» The data:
☆ ☆ ☆ ☆
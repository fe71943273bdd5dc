use super::*;
use crate::frame::{FRAME_CODE, Status};
use serde_json::json;

async fn connected(hub: &RealtimeHub, is_admin: bool) -> (Uuid, Uuid, mpsc::Receiver<Frame>) {
    let client_id = Uuid::new_v4();
    let user_id = Uuid::new_v4();
    let (tx, rx) = mpsc::channel(4);
    hub.connect(client_id, user_id, is_admin, tx).await;
    (client_id, user_id, rx)
}

fn subscribe_frame(table: &str) -> Frame {
    Frame::request("realtime:subscribe", Data::new()).with_data("table", table)
}

// =============================================================================
// subscribe
// =============================================================================

#[tokio::test]
async fn admin_may_subscribe_to_any_known_table() {
    let hub = RealtimeHub::new();
    let (client, _, _rx) = connected(&hub, true).await;
    for table in TABLES {
        hub.subscribe(client, table).await.unwrap();
    }
    assert!(matches!(hub.subscribe(client, "users").await, Err(RealtimeError::UnknownTable(_))));
}

#[tokio::test]
async fn guest_limited_to_messages() {
    let hub = RealtimeHub::new();
    let (client, _, _rx) = connected(&hub, false).await;
    hub.subscribe(client, "messages").await.unwrap();
    assert!(matches!(hub.subscribe(client, "applications").await, Err(RealtimeError::Forbidden(_))));
}

#[tokio::test]
async fn subscribe_requires_connection() {
    let hub = RealtimeHub::new();
    assert!(matches!(hub.subscribe(Uuid::new_v4(), "messages").await, Err(RealtimeError::NotConnected)));
}

// =============================================================================
// publish
// =============================================================================

#[tokio::test]
async fn publish_reaches_only_table_subscribers() {
    let hub = RealtimeHub::new();
    let (a, _, mut rx_a) = connected(&hub, true).await;
    let (_b, _, mut rx_b) = connected(&hub, true).await;
    hub.subscribe(a, "applications").await.unwrap();

    let delivered = hub
        .publish("applications", ChangeEvent::Update, json!({"id": "1", "status": "approved"}), &[])
        .await;
    assert_eq!(delivered, 1);

    let frame = rx_a.try_recv().unwrap();
    assert_eq!(frame.syscall, "applications:update");
    assert_eq!(frame.channel.as_deref(), Some("applications"));
    assert_eq!(frame.data[FRAME_ROW]["status"], "approved");
    assert!(rx_b.try_recv().is_err());
}

#[tokio::test]
async fn guest_sees_only_own_messages() {
    let hub = RealtimeHub::new();
    let (guest, guest_user, mut rx) = connected(&hub, false).await;
    hub.subscribe(guest, "messages").await.unwrap();

    hub.publish("messages", ChangeEvent::Insert, json!({"content": "other"}), &[Uuid::new_v4()])
        .await;
    assert!(rx.try_recv().is_err());

    hub.publish("messages", ChangeEvent::Insert, json!({"content": "mine"}), &[Uuid::new_v4(), guest_user])
        .await;
    assert_eq!(rx.try_recv().unwrap().data[FRAME_ROW]["content"], "mine");
}

#[tokio::test]
async fn full_channel_drops_without_blocking() {
    let hub = RealtimeHub::new();
    let (client, _, _rx) = connected(&hub, true).await;
    hub.subscribe(client, "lead_notes").await.unwrap();
    let mut delivered = 0;
    for _ in 0..10 {
        delivered += hub.publish("lead_notes", ChangeEvent::Insert, json!({}), &[]).await;
    }
    assert_eq!(delivered, 4);
}

#[tokio::test]
async fn disconnect_and_unsubscribe_stop_delivery() {
    let hub = RealtimeHub::new();
    let (a, _, mut rx) = connected(&hub, true).await;
    hub.subscribe(a, "messages").await.unwrap();
    hub.unsubscribe(a, "messages").await.unwrap();
    assert_eq!(hub.publish("messages", ChangeEvent::Insert, json!({}), &[]).await, 0);
    assert!(rx.try_recv().is_err());

    hub.disconnect(a).await;
    assert_eq!(hub.client_count().await, 0);
}

// =============================================================================
// handle_frame
// =============================================================================

#[tokio::test]
async fn handle_frame_replies_done_with_channel() {
    let hub = RealtimeHub::new();
    let (client, _, _rx) = connected(&hub, false).await;
    let req = subscribe_frame("messages");
    let reply = hub.handle_frame(client, &req).await;
    assert_eq!(reply.status, Status::Done);
    assert_eq!(reply.parent_id, Some(req.id));
    assert_eq!(reply.channel.as_deref(), Some("messages"));
}

#[tokio::test]
async fn handle_frame_reports_structured_errors() {
    let hub = RealtimeHub::new();
    let (client, _, _rx) = connected(&hub, false).await;

    let reply = hub.handle_frame(client, &subscribe_frame("applications")).await;
    assert_eq!(reply.status, Status::Error);
    assert_eq!(reply.data[FRAME_CODE], "E_FORBIDDEN");

    let reply = hub
        .handle_frame(client, &Frame::request("realtime:subscribe", Data::new()))
        .await;
    assert_eq!(reply.data[FRAME_CODE], "E_MISSING_TABLE");

    let reply = hub.handle_frame(client, &Frame::request("board:join", Data::new())).await;
    assert_eq!(reply.data[FRAME_CODE], "E_UNKNOWN_SYSCALL");
}
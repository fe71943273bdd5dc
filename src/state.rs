//! Shared application state.
//!
//! DESIGN
//! ======
//! `AppState` is injected into Axum handlers via the `State` extractor.
//! It holds the database pool, the admin allow-list, the optional LLM and
//! mailer collaborators, and the realtime hub that fans change events out
//! to connected websocket clients.

use std::sync::Arc;

use sqlx::PgPool;

use crate::config::{AdminAllowList, AppConfig};
use crate::llm::LlmChat;
use crate::rate_limit::RateLimiter;
use crate::services::notify::Notifier;
use crate::services::realtime::RealtimeHub;

/// Shared application state, injected into Axum handlers via State extractor.
/// Clone is required by Axum; all inner fields are Arc-wrapped or Clone.
#[derive(Clone)]
pub struct AppState {
    pub pool: PgPool,
    /// Emails allowed to hold the admin role.
    pub admins: AdminAllowList,
    /// Origin used when building links in outgoing email.
    pub public_base_url: Arc<str>,
    pub cookie_secure: bool,
    /// Optional LLM client. `None` if LLM env vars are not configured.
    pub llm: Option<Arc<dyn LlmChat>>,
    pub notifier: Notifier,
    pub realtime: RealtimeHub,
    /// In-memory rate limiter for AI requests.
    pub rate_limiter: RateLimiter,
}

impl AppState {
    #[must_use]
    pub fn new(pool: PgPool, config: &AppConfig, llm: Option<Arc<dyn LlmChat>>, notifier: Notifier) -> Self {
        Self {
            pool,
            admins: config.admins.clone(),
            public_base_url: Arc::from(config.public_base_url.as_str()),
            cookie_secure: config.cookie_secure,
            llm,
            notifier,
            realtime: RealtimeHub::new(),
            rate_limiter: RateLimiter::new(),
        }
    }

    /// Absolute URL for an app path such as `/reset-password?token=..`.
    #[must_use]
    pub fn link(&self, path: &str) -> String {
        format!("{}{path}", self.public_base_url)
    }
}

// =============================================================================
// TEST HELPERS
// =============================================================================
☆ ☆ ☆ ☆
» What is being asked:
The answer is each line from the entries above in which the word "AppConfig" occurs.

» Task response:
use crate::config::{AdminAllowList, AppConfig};
    pub fn new(pool: PgPool, config: &AppConfig, llm: Option<Arc<dyn LlmChat>>, notifier: Notifier) -> Self {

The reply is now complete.